I'd like to have a method be executed after the current method has passed and the UI has been updated. For that purpose, I'm using [object performSelector:@selector(someSelector) withObject:someObject afterDelay:0.0]
right now. According to Apple's documentation, this creates a NSTimer which will then trigger and append the selector to the current NSRunLoop. But I don't consider this very elegant. Is there an easy way to directly enqueue the selector to the current run loop, without having Cocoa create a Timer etc.?

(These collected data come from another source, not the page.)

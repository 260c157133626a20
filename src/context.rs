use std::sync::Arc;

use crate::config::AppConfig;
use crate::core::handlers::{self, HandlerContext};
use crate::core::{
    JobQueue, LoggingObserver, ProgressTracker, QueueOptions, ServerRegistry, SshTransport,
    Transport, TransportOptions,
};
use crate::db::JobStore;

/// Shared daemon state handed to the RPC layer and the CLI.
#[derive(Clone)]
pub struct AppContext {
    pub config: Arc<AppConfig>,
    pub servers: Arc<ServerRegistry>,
    pub transport: Arc<dyn Transport>,
    pub queue: Arc<JobQueue>,
    pub progress: ProgressTracker,
}

impl AppContext {
    /// Wire up the SSH transport, job handlers and queue. Starts the queue
    /// workers, so this must run inside a Tokio runtime.
    pub fn new(config: AppConfig, store: Arc<dyn JobStore>) -> Self {
        let transport: Arc<dyn Transport> =
            Arc::new(SshTransport::new(TransportOptions::from(&config)));
        Self::with_transport(config, store, transport)
    }

    pub fn with_transport(
        config: AppConfig,
        store: Arc<dyn JobStore>,
        transport: Arc<dyn Transport>,
    ) -> Self {
        let servers = Arc::new(ServerRegistry::new(config.servers.clone()));
        let registry = handlers::default_registry(
            HandlerContext {
                transport: transport.clone(),
                servers: servers.clone(),
                backup_directory: config.backup_directory.clone(),
            },
            &config,
        );

        let queue = Arc::new(JobQueue::new(QueueOptions::from(&config), store, registry));
        let progress = ProgressTracker::new();
        queue.subscribe(Arc::new(LoggingObserver));
        queue.subscribe(Arc::new(progress.clone()));

        Self {
            config: Arc::new(config),
            servers,
            transport,
            queue,
            progress,
        }
    }
}
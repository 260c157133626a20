#![allow(dead_code)]

use std::collections::HashMap;
use std::path::Path;
use std::sync::Mutex;
use std::time::{Duration, Instant};

use async_trait::async_trait;
use litesentry::core::transport::{CommandResult, ProgressFn, Transport};
use litesentry::core::{ServerConfig, TransferResult};
use tokio_util::sync::CancellationToken;

pub fn server(name: &str) -> ServerConfig {
    ServerConfig {
        name: name.to_string(),
        host: format!("{}.example.com", name),
        username: "ops".into(),
        password: Some("hunter2".into()),
        ..Default::default()
    }
}

pub fn ok(stdout: &str) -> CommandResult {
    CommandResult {
        success: true,
        stdout: stdout.to_string(),
        exit_code: Some(0),
        ..Default::default()
    }
}

pub fn exit(code: i32, stderr: &str) -> CommandResult {
    CommandResult {
        success: false,
        stderr: stderr.to_string(),
        exit_code: Some(code),
        ..Default::default()
    }
}

/// Scripted stand-in for the SSH transport.
///
/// Commands are answered by the first rule whose pattern is a substring of
/// the command. Remote files live in memory keyed by `server:path`.
#[derive(Default)]
pub struct FakeTransport {
    rules: Mutex<Vec<(String, CommandResult)>>,
    commands: Mutex<Vec<(String, String)>>,
    files: Mutex<HashMap<String, Vec<u8>>>,
    /// Chunks per transfer; each chunk is one progress callback.
    pub chunks: usize,
    /// Delay between chunks, to give tests a window to cancel.
    pub chunk_delay: Option<Duration>,
}

impl FakeTransport {
    pub fn new() -> Self {
        Self {
            chunks: 4,
            ..Default::default()
        }
    }

    pub fn on(&self, pattern: &str, result: CommandResult) -> &Self {
        self.rules
            .lock()
            .unwrap()
            .push((pattern.to_string(), result));
        self
    }

    pub fn put_file(&self, server: &str, path: &str, content: &[u8]) {
        self.files
            .lock()
            .unwrap()
            .insert(format!("{}:{}", server, path), content.to_vec());
    }

    pub fn file(&self, server: &str, path: &str) -> Option<Vec<u8>> {
        self.files
            .lock()
            .unwrap()
            .get(&format!("{}:{}", server, path))
            .cloned()
    }

    /// Commands run so far, as `(server, command)`.
    pub fn commands(&self) -> Vec<(String, String)> {
        self.commands.lock().unwrap().clone()
    }

    pub fn commands_matching(&self, pattern: &str) -> usize {
        self.commands()
            .iter()
            .filter(|(_, c)| c.contains(pattern))
            .count()
    }

    async fn stream(
        &self,
        content: &[u8],
        on_progress: &Option<ProgressFn>,
        cancel: &CancellationToken,
    ) -> Result<(), u64> {
        let total = content.len() as u64;
        let chunks = self.chunks.max(1) as u64;
        for i in 1..=chunks {
            if let Some(delay) = self.chunk_delay {
                tokio::time::sleep(delay).await;
            }
            let done = total * i / chunks;
            if cancel.is_cancelled() {
                return Err(done);
            }
            if let Some(cb) = on_progress {
                cb(done, Some(total));
            }
        }
        Ok(())
    }
}

impl FakeTransport {
    /// Stand-in for the few shell commands the handlers issue against the
    /// in-memory files: sqlite3 `.backup`, `rm -f` and `cp -p`.
    fn emulate(&self, server: &str, command: &str) -> Option<CommandResult> {
        let args = quoted_args(command);
        if command.contains("sqlite3 ") && command.contains(".backup ") {
            let source = args.first()?;
            let snapshot = args.get(1)?.strip_prefix(".backup ")?;
            let content = self.file(server, source)?;
            self.put_file(server, snapshot, &content);
            return Some(ok(""));
        }
        if command.starts_with("rm -f -- ") {
            let key = format!("{}:{}", server, args.first()?);
            self.files.lock().unwrap().remove(&key);
            return Some(ok(""));
        }
        if command.starts_with("cp -p -- ") {
            let content = self.file(server, args.first()?)?;
            self.put_file(server, args.get(1)?, &content);
            return Some(ok(&format!("{}\n", content.len())));
        }
        None
    }
}

/// Single-quoted arguments of a command, in order. Test paths never contain
/// quotes themselves.
fn quoted_args(command: &str) -> Vec<String> {
    command
        .split('\'')
        .skip(1)
        .step_by(2)
        .map(String::from)
        .collect()
}

fn elapsed(started: Instant) -> u64 {
    started.elapsed().as_millis() as u64
}

#[async_trait]
impl Transport for FakeTransport {
    async fn execute_command(
        &self,
        server: &ServerConfig,
        command: &str,
        cancel: &CancellationToken,
    ) -> CommandResult {
        self.commands
            .lock()
            .unwrap()
            .push((server.name.clone(), command.to_string()));
        if cancel.is_cancelled() {
            return CommandResult::failure("operation cancelled", 0);
        }
        let scripted = self
            .rules
            .lock()
            .unwrap()
            .iter()
            .find(|(pattern, _)| command.contains(pattern.as_str()))
            .map(|(_, result)| result.clone());
        scripted
            .or_else(|| self.emulate(&server.name, command))
            .unwrap_or_else(|| CommandResult::failure(format!("unscripted command: {}", command), 0))
    }

    async fn test_connection(&self, server: &ServerConfig) -> bool {
        !server.host.starts_with("unreachable")
    }

    async fn download(
        &self,
        server: &ServerConfig,
        remote_path: &str,
        local_path: &Path,
        on_progress: Option<ProgressFn>,
        cancel: &CancellationToken,
    ) -> TransferResult {
        let started = Instant::now();
        let Some(content) = self.file(&server.name, remote_path) else {
            return TransferResult::failed("No such file", 0, elapsed(started));
        };
        if let Err(done) = self.stream(&content, &on_progress, cancel).await {
            return TransferResult::failed("transfer cancelled", done, elapsed(started));
        }
        if let Some(parent) = local_path.parent() {
            std::fs::create_dir_all(parent).unwrap();
        }
        std::fs::write(local_path, &content).unwrap();
        TransferResult::ok(content.len() as u64, elapsed(started))
    }

    async fn upload(
        &self,
        server: &ServerConfig,
        local_path: &Path,
        remote_path: &str,
        on_progress: Option<ProgressFn>,
        cancel: &CancellationToken,
    ) -> TransferResult {
        let started = Instant::now();
        let content = match std::fs::read(local_path) {
            Ok(content) => content,
            Err(e) => return TransferResult::failed(e.to_string(), 0, elapsed(started)),
        };
        if let Err(done) = self.stream(&content, &on_progress, cancel).await {
            return TransferResult::failed("transfer cancelled", done, elapsed(started));
        }
        self.put_file(&server.name, remote_path, &content);
        TransferResult::ok(content.len() as u64, elapsed(started))
    }
}
//! Job persistence.
//!
//! The queue treats storage as best-effort: a failed save is logged and the
//! in-memory cache stays authoritative for active jobs.

use anyhow::Result;
use async_trait::async_trait;

use crate::core::Job;

mod jobs;
mod memory;

pub use jobs::SqliteJobStore;
pub use memory::MemoryJobStore;

#[async_trait]
pub trait JobStore: Send + Sync {
    /// Insert or replace the job with the same id.
    async fn save_job(&self, job: &Job) -> Result<()>;

    async fn load_job(&self, id: &str) -> Result<Option<Job>>;

    /// Most recent jobs first, by start time (enqueue time if never started).
    async fn list_recent_jobs(&self, limit: usize) -> Result<Vec<Job>>;
}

Would performSelectorOnMainThread:withObject:waitUntilDone:
(if I'm on the main thread) or performSelector:onThread:withObject:waitUntilDone:
with waitUntilDone:NO
do what I want with less overhead?
Cheers and thanks in advance
MrMage
Cocoa is event-driven. You don't "enqueue a selector within the current run loop". To put it simplistically: An event sent to the application (user input, a timer, network activity ...) causes the run loop to run, which causes things to happen in that run of the loop. There are of course "details", but this is the most basic behavior.
If you want to put off performing some selector to the end of the current run loop, call it last, or ask it to be run on a (very near) upcoming run of the loop. The -performSelector:... methods are the correct way to do this. They create a timer which results in an event which causes things to happen.